Agreed! I’m trying to imagine use-cases where something like this would be implemented

wraith apex May 21, 2025, 6:36 PM

#

Anyone in the NetApp community doing anything interesting with MCP and Agents on top of the ONTAP API? Likely needs some guardrails if allowing the agent to make any modifications. But would be neat if just giving it read-only access. Maybe an MCP server with an ONTAP API tool along with a BlueXP API tool? "Agent, tell me what people or orgs within my enterprise consume the majority of my resources?"

cunning barn May 21, 2025, 9:19 PM

#

I’m tinkering with building a hardware universe agent, just need to verify I’m not duplicating efforts already in progress.

#

Not sure I would turn an agent loose on my data quite yet

wraith apex May 22, 2025, 3:46 AM

#

Pair that up with the IMT and that could be a powerful tool for partners - "Agent, here's a BOM for NetApp gear and some other 3rd party vendor hardware/software. This is being installed in an environment with this additional list of hardware/software. Validate that this is a supported configuration."

wicked crow May 26, 2025, 12:49 AM

#

And hope it doesn't hallucinate an unsupported config😂

wraith apex May 28, 2025, 9:23 PM

#

That's sort of the entire point of using MCP underneath the Agent. You would expose HWU and IMT as either APIs or ingest the data from those tools into a database. MCP either exposes the API or templated queries as "tools" that the agent can then use. You just describe back to the agent what the tool can be used for and what parameters to provide the tool (the API contract or query templates). The LLM then has to abide be the constraints of the tools it has access to. You can then provide the lineage of the requests to understand how the agent derived its response. This is basically what Claude.ai is now doing (and I believe ChatGPT can do this now too) where you tell it to search the internet for an answer. When it creates the response, it also provides you with the sources it used for each part of the response.

wheat sequoia May 30, 2025, 1:04 AM

#

wraith apex Anyone in the NetApp community doing anything interesting with MCP and Agents on...

Hi Taylor, i've built a workflow with n8n, using the NetApp api's. It needs some tuning but I can get basic info out of Ontap. This is in a lab environment 🙂
I use telegram to chat with the workflow

wraith apex May 30, 2025, 11:54 AM

#

wheat sequoia Hi Taylor, i've built a workflow with n8n, using the NetApp api's. It needs some...

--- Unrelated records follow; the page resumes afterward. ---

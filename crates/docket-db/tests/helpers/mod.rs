//! Shared setup for PostgreSQL repository tests.
//!
//! Tests run against the database named by `DOCKET_TEST_DATABASE_URL` and are
//! skipped when it is unset.

use docket_db::run_migrations;
use sqlx::postgres::PgPoolOptions;
use sqlx::PgPool;
use std::time::Duration;

pub async fn test_pool() -> Option<PgPool> {
    let url = match std::env::var("DOCKET_TEST_DATABASE_URL") {
        Ok(url) => url,
        Err(_) => {
            eprintln!("DOCKET_TEST_DATABASE_URL not set, skipping PostgreSQL test");
            return None;
        }
    };

    let pool = PgPoolOptions::new()
        .max_connections(5)
        .acquire_timeout(Duration::from_secs(30))
        .connect(&url)
        .await
        .expect("Failed to connect to test database");

    run_migrations(&pool)
        .await
        .expect("Failed to run migrations");

    Some(pool)
}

Nice! I've never heard of n8n before. Looks useful.

wheat sequoia May 30, 2025, 12:02 PM

#

wraith apex Nice! I've never heard of n8n before. Looks useful.

Once I get it 100% working, i'll create a video on it

velvet geyser Jul 3, 2025, 5:45 AM

#

wheat sequoia Hi Taylor, i've built a workflow with n8n, using the NetApp api's. It needs some...

Hi David, That's really great. IHAC who asked me a simple question related to get some information via thier chat. I think If we can get it using the workflow based on the n8n + LLM environment, of cour se we need to make some touches.

wheat sequoia Jul 3, 2025, 5:46 AM

#

velvet geyser Hi David, That's really great. IHAC who asked me a simple question related to ge...

I'm going to work on a short video this weekend of how it's all working and showcase a demo, few people have been asking 🙂

velvet geyser Jul 3, 2025, 6:12 AM

#

wheat sequoia I'm going to work on a short video this weekend of how it's all working and show...

Perfect! Many Thanks 🙂

velvet geyser Jul 3, 2025, 8:44 AM

#

If anyone has interested in the Trend report related to AI, please check this link. https://www.bondcap.com/report/pdf/Trends_Artificial_Intelligence.pdf
It's almost 340 pages.

hot field Jul 8, 2025, 9:36 PM

#

Wanted to make sure this community saw a couple of blogs that were recently posted:
https://community.netapp.com/t5/Tech-ONTAP-Blogs/Zero-to-LLM-Inference-in-Five-Minutes/ba-p/461655
https://community.netapp.com/t5/Tech-ONTAP-Blogs/Zero-to-LLM-Inference-vLLM-Edition/ba-p/461836

Zero to LLM Inference in Five Minutes

Confused about where to start with LLMs? You've come to the right place. In this post, I will walk through the deployment of a basic LLM inference stack that will run on any of NetApp's NVIDIA-based AIPods. This stack is appropriate for smaller-scale deployments and POCs. Prerequisites You must...

Zero to LLM Inference - vLLM Edition

A couple of weeks ago, I published a post walking through the deployment of a basic LLM inference stack that will run on any of NetApp's NVIDIA-based AIPods. In that post, I used NVIDIA NIM for LLMs as my inference server. NIM is powerful and easy to adopt, but it is not the only option for the infe...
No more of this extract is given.